• _ACTIVITY_:
For this exercise, repeat the listing below from its first line through the line containing "#[derive(Debug, Clone, Copy, Default, PartialEq, Eq)]", exactly as written.

# # # # # # #

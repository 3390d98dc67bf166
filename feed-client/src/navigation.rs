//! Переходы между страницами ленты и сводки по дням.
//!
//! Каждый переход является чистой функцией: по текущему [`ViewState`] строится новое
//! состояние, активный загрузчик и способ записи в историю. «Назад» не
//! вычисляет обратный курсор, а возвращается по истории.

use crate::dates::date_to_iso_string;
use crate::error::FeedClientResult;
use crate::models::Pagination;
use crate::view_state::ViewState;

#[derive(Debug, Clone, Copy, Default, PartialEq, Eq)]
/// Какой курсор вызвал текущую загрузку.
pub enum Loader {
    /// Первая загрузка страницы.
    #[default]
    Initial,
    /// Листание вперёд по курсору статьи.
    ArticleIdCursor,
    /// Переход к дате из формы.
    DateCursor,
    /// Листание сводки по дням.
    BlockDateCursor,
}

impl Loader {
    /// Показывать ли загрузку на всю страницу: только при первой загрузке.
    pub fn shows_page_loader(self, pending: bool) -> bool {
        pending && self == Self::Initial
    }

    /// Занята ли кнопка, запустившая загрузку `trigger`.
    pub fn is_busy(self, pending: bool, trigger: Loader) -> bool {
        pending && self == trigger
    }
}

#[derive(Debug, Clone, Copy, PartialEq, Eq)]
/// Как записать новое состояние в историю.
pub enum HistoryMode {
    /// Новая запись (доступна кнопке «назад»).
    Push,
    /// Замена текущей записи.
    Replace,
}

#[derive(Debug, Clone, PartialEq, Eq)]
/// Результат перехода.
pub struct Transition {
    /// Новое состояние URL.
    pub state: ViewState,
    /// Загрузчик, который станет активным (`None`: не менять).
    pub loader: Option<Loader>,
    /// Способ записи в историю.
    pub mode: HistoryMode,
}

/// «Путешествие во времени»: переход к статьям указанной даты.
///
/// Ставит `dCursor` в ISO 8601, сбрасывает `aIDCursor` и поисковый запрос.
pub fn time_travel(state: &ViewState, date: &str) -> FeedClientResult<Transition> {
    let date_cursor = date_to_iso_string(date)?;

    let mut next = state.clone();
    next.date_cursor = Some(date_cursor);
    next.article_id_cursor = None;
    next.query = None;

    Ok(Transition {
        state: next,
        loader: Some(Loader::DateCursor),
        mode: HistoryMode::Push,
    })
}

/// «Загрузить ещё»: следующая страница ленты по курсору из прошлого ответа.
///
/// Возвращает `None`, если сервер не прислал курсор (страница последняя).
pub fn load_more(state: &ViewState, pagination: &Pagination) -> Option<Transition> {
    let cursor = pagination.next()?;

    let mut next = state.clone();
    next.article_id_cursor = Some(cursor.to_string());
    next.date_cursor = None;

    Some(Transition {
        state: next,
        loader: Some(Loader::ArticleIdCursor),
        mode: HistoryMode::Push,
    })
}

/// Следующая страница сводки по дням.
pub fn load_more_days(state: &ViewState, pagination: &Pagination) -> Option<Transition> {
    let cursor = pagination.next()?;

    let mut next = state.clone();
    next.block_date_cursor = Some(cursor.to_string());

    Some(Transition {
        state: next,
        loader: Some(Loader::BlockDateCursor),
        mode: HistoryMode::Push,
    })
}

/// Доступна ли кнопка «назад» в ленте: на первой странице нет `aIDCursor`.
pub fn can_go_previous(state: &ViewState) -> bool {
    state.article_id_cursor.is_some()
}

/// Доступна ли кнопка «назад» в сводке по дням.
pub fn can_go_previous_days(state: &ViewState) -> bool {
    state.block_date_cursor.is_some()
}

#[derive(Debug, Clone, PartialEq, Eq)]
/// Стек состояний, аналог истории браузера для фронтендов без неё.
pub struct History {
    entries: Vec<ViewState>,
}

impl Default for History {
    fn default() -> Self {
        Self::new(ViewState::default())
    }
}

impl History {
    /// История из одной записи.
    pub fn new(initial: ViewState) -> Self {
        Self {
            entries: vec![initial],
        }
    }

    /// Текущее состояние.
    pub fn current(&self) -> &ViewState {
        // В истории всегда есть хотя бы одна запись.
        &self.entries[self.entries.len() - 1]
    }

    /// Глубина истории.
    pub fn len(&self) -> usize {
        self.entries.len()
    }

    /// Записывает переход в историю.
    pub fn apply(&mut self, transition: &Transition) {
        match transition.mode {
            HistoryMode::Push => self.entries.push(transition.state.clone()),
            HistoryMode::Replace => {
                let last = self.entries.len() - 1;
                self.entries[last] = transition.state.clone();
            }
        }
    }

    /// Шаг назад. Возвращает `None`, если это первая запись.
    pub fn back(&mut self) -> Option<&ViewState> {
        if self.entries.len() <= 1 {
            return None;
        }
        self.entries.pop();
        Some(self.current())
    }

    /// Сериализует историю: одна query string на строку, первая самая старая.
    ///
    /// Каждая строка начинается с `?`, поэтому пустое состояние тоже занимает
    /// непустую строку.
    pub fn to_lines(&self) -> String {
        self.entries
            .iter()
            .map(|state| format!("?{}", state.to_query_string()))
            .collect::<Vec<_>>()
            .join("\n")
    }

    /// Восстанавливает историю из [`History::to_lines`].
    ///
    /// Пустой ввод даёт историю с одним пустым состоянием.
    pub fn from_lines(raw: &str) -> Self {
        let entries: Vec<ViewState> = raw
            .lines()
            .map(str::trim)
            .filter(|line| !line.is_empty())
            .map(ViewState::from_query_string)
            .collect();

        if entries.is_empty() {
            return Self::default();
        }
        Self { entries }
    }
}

# # # # # # #

• _RESULT OF THE EXERCISE_:
repository 3390d98dc67bf166
filename feed-client/src/navigation.rs
//! Переходы между страницами ленты и сводки по дням.
//!
//! Каждый переход является чистой функцией: по текущему [`ViewState`] строится новое
//! состояние, активный загрузчик и способ записи в историю. «Назад» не
//! вычисляет обратный курсор, а возвращается по истории.

use crate::dates::date_to_iso_string;
use crate::error::FeedClientResult;
use crate::models::Pagination;
use crate::view_state::ViewState;

#[derive(Debug, Clone, Copy, Default, PartialEq, Eq)]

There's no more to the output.